The Social State Of Japan When Zen Was Established By Ei-sai And Do-gen
Now we have to observe the condition of the country when Zen was
introduced into Japan by Ei-sai and Do-gen. Nobilities that had so
long governed the island were nobilities no more. Enervated by their
luxuries, effeminated by their ease, made insipient by their
debauchery, they were entirely powerless. All that they possessed in
reality was the nominal rank and hereditary birth. On the contrary,
despised as the ign
rant, sneered at as the upstart, put in contempt
as the vulgar, the Samurai or military class had everything in their
hands. It was the time when Yori-tomo (1148-1199) conquered
all over the empire, and established the Samurai Government at
Kama-kura. It was the time when even the emperors were dethroned or
exiled at will by the Samurai. It was the time when even the
Buddhist monks frequently took up arms to force their will.
It was the time when Japan's independence was endangered by Kublai,
the terror of the world. It was the time when the whole nation was
full of martial spirit. It is beyond doubt that to these rising
Samurais, rude and simple, the philosophical doctrines of Buddhism,
represented by Ten Dai and Shin Gon, were too complicated and too
alien to their nature. But in Zen they could find something
congenial to their nature, something that touched their chord of
sympathy, because Zen was the doctrine of chivalry in a certain sense.
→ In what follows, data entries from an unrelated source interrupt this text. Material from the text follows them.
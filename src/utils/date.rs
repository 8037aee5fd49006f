use chrono::{Datelike, NaiveDate};

pub fn today() -> NaiveDate {
    chrono::Local::now().date_naive()
}

/// True when both dates fall in the same calendar month of the same year.
pub fn same_month(a: NaiveDate, b: NaiveDate) -> bool {
    a.year() == b.year() && a.month() == b.month()
}

/// Parse `YYYY-MM` into the first day of that month.
pub fn parse_month(p: &str) -> Option<NaiveDate> {
    NaiveDate::parse_from_str(&(p.trim().to_string() + "-01"), "%Y-%m-%d").ok()
}

pub fn month_name(month: u32) -> &'static str {
    match month {
        1 => "janeiro",
        2 => "fevereiro",
        3 => "março",
        4 => "abril",
        5 => "maio",
        6 => "junho",
        7 => "julho",
        8 => "agosto",
        9 => "setembro",
        10 => "outubro",
        11 => "novembro",
        12 => "dezembro",
        _ => "",
    }
}

#[cfg(test)]
mod tests {
    use super::*;

    #[test]
    fn month_parsing() {
        let d = parse_month("2025-02").unwrap();
        assert_eq!(d, NaiveDate::from_ymd_opt(2025, 2, 1).unwrap());
        assert!(parse_month("2025-13").is_none());
        assert!(parse_month("feb").is_none());
    }

    #[test]
    fn same_month_checks_year_too() {
        let a = NaiveDate::from_ymd_opt(2025, 2, 1).unwrap();
        let b = NaiveDate::from_ymd_opt(2025, 2, 28).unwrap();
        let c = NaiveDate::from_ymd_opt(2024, 2, 10).unwrap();
        assert!(same_month(a, b));
        assert!(!same_month(a, c));
    }
}
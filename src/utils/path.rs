//! Path utilities: expand ~ in user-supplied locations.

use std::path::PathBuf;

pub fn expand_tilde(path: &str) -> PathBuf {
    if path.starts_with("~/")
        && let Some(home) = dirs::home_dir()
    {
        return home.join(path.trim_start_matches("~/"));
    }
    PathBuf::from(path)
}

#[cfg(test)]
mod tests {
    use super::*;

    #[test]
    fn plain_paths_are_untouched() {
        assert_eq!(expand_tilde("/tmp/a.csv"), PathBuf::from("/tmp/a.csv"));
        assert_eq!(expand_tilde("rel/a.csv"), PathBuf::from("rel/a.csv"));
    }
}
The Samurai Government was first established by Yoritomo, of
the Minamoto family, in 1186, and Japan was under the control of the
military class until 1867, when the political power was finally
restored to the Imperial house.
They were degenerated monks (who were called monk-soldiers),
belonging to great monasteries such as En-ryaku-ji (Hi-yei),
Ko-fuku-ji (at Nara), Mi-i-dera, etc.